Indien und Pakistan spielen zusammen Tennis

Nur wenige Tennisspieler sprechen gerne über ihre politischen Ansichten. Manche zieren sich, weil sie gar keine haben. Andere, weil sie Scherereien fürchten. Nur wenige sind so freimütig wie der serbische Weltranglistendritte Novak Djokovic, der ganz offen vom Balkankonflikt in den neunziger Jahren berichtet: „Ich bin erst 23 Jahre alt, aber ich habe schon zwei Kriege miterlebt.“ Schreckliche Erfahrungen wie diese scheinen nicht in die heile, glamouröse Tenniswelt zu passen. Dennoch haben sie etliche der jungen Spieler geprägt.

Im Angesicht einer massiven Krise sind auch Rohan Bopanna und Aisam-Ul-Haq Qureshi, beide 30 Jahre alt, aufgewachsen. Der eine, Bopanna, als Hindu und Sohn eines Kaffeeplantagenbesitzers im indischen Bangalore. Der andere als Moslem in der pakistanischen Metropole Lahore, direkt an der indischen Grenze. Trotz des blutigen Konflikts, der zwischen beiden Ländern seit 1947 um das Kaschmir-Gebiet ausgetragen wird, freundeten sich die beiden nach der ersten Begegnung bei einem Juniorenturnier an. „Seitdem wir 16 sind, sind wir die besten Freunde“, sagt Bopanna. Bei den US Open sind sie, wie bereits in Wimbledon, in gemeinsamer Friedensmission unterwegs.

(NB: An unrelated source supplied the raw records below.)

//! XCCDF document parsers.
//!
//! Both parsers sit on the same namespace-resolving element tree (`xml`), so
//! XCCDF 1.1 and 1.2 inputs go through identical code paths.

pub mod catalogue;
pub mod scan;
pub mod xml;

use crate::errors::ConvertError;

/// Trait for parsers turning raw document bytes into a domain value.
pub trait DocumentParser: Send + Sync {
    type Output;

    /// Parse one document; `name` is used for diagnostics and fallbacks.
    fn parse(&self, name: &str, data: &[u8]) -> Result<Self::Output, ConvertError>;

    /// Short label of the document kind this parser handles.
    fn document_kind(&self) -> &str;
}
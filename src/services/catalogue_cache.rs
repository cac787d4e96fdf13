//! Batch-wide catalogue cache keyed by catalogue basename.
//!
//! Built once before any scan is processed and then only read. Passed to
//! the resolver explicitly so tests can build isolated caches.

use std::collections::BTreeMap;
use std::path::Path;

use crate::config::ExtractOptions;
use crate::models::catalogue::Catalogue;
use crate::parsers::catalogue::CatalogueParser;
use crate::parsers::DocumentParser;
use crate::services::archive::{collect_catalogue_documents, Extraction};

#[derive(Debug, Default)]
pub struct CatalogueCache {
    entries: BTreeMap<String, Catalogue>,
    /// Documents that matched the suffix but did not parse, with the reason.
    rejected: BTreeMap<String, String>,
    /// Archive-level problems met while building the cache.
    warnings: Vec<String>,
    /// Basenames seen more than once; the later copy was kept.
    duplicates: Vec<String>,
}

impl CatalogueCache {
    pub fn new() -> Self {
        Self::default()
    }

    /// Extract and parse every catalogue under `dir`.
    ///
    /// A missing benchmark directory yields an empty cache so that
    /// self-contained scans still convert.
    pub fn build(dir: &Path, options: &ExtractOptions) -> Self {
        if !dir.is_dir() {
            tracing::warn!(dir = %dir.display(), "Benchmark directory not found, external references will not resolve");
            return Self::new();
        }
        match collect_catalogue_documents(dir, options) {
            Ok(extraction) => Self::from_extraction(extraction),
            Err(e) => {
                tracing::warn!(dir = %dir.display(), error = %e, "Could not read benchmark directory");
                let mut cache = Self::new();
                cache.warnings.push(e.to_string());
                cache
            }
        }
    }

    pub fn from_extraction(extraction: Extraction) -> Self {
        let mut cache = Self::from_documents(extraction.documents);
        cache
            .warnings
            .extend(extraction.warnings.iter().map(ToString::to_string));
        cache.duplicates.extend(extraction.duplicates);
        cache
    }

    /// Parse raw catalogue documents keyed by basename.
    pub fn from_documents<I>(documents: I) -> Self
    where
        I: IntoIterator<Item = (String, Vec<u8>)>,
    {
        let parser = CatalogueParser::new();
        let mut cache = Self::new();
        for (name, data) in documents {
            match parser.parse(&name, &data) {
                Ok(catalogue) => {
                    tracing::debug!(file = %name, rules = catalogue.len(), "Parsed catalogue");
                    cache.insert(name, catalogue);
                }
                Err(e) => {
                    tracing::warn!(file = %name, kind = parser.document_kind(), error = %e, "Skipping unparseable document");
                    cache.rejected.insert(name, e.to_string());
                }
            }
        }
        tracing::info!(count = cache.len(), "Catalogue cache ready");
        cache
    }

    /// Insert under `key`; a later document with the same name replaces the earlier one.
    fn insert(&mut self, key: String, catalogue: Catalogue) {
        if self.entries.insert(key.clone(), catalogue).is_some() {
            tracing::warn!(file = %key, "Replacing cached catalogue with the same filename");
            self.duplicates
                .push(format!("duplicate catalogue filename {key}, kept the later copy"));
        }
    }

    /// Exact, case-sensitive lookup by basename.
    pub fn get(&self, key: &str) -> Option<&Catalogue> {
        self.entries.get(key)
    }

    pub fn keys(&self) -> impl Iterator<Item = &str> {
        self.entries.keys().map(String::as_str)
    }

    pub fn len(&self) -> usize {
        self.entries.len()
    }

    pub fn is_empty(&self) -> bool {
        self.entries.is_empty()
    }

    pub fn rejected(&self) -> &BTreeMap<String, String> {
        &self.rejected
    }

    pub fn warnings(&self) -> &[String] {
        &self.warnings
    }

    pub fn duplicates(&self) -> &[String] {
        &self.duplicates
    }
}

„Stop War, start Tennis!“ Ihr Motto tragen sie vor ihren Matches als gut sichtbaren Schriftzug auf den Jacken. „Wenn wir uns verstehen, warum sollten es Inder und Pakistaner nicht auch können?“, fragt Bopanna. Bei den New Yorkern schien die Botschaft angekommen zu sein. Inder und Pakistaner feuerten die beiden gemeinsam von den Rängen an. „Das war ein wunderbarer Anblick“, sagte Qureshi. Im Viertelfinale und im Endspiel am Freitag saßen die UN-Botschafter, der Inder Hardeep Singh Puri und der Pakistaner Abdullah Hussain Haroon, nebeneinander auf der Tribüne – ein Novum. Zwar unterlagen Qureshi/Bopanna den topgesetzten amerikanischen Brüdern Mike und Bob Bryan mit 6:7 und 6:7, doch das Ergebnis wurde zur Nebensache. Die Botschaft des Friedensdoppels war auf großer Bühne vernommen worden, und so nutzte Qureshi sie noch für ein persönliches Anliegen: „Immer wenn ich seit dem 11. September nach Amerika komme, habe ich das Gefühl, viele sehen Pakistan als Land der Terroristen. Aber wir sind freundliche, nette Menschen, die den Frieden wollen wie ihr.“

In ihren Heimatländern sind Qureshi und Bopanna populärer denn je. Seitdem sie sich in den Top 40 etabliert haben, genießen sie neben den Cricket-Spielern den höchsten Bekanntheitsgrad. Qureshi hat in Pakistan einige Sponsoren gefunden. „Die Dinge beginnen sich zu ändern“, sagt er, „jeder kennt jetzt meinen Namen. Regierung und Verband werden aufmerksam.“ Vor acht Jahren hatte ihm der pakistanische Verband noch mit dem Rauswurf gedroht, weil er in Wimbledon mit dem Israeli Amir Hadad antrat.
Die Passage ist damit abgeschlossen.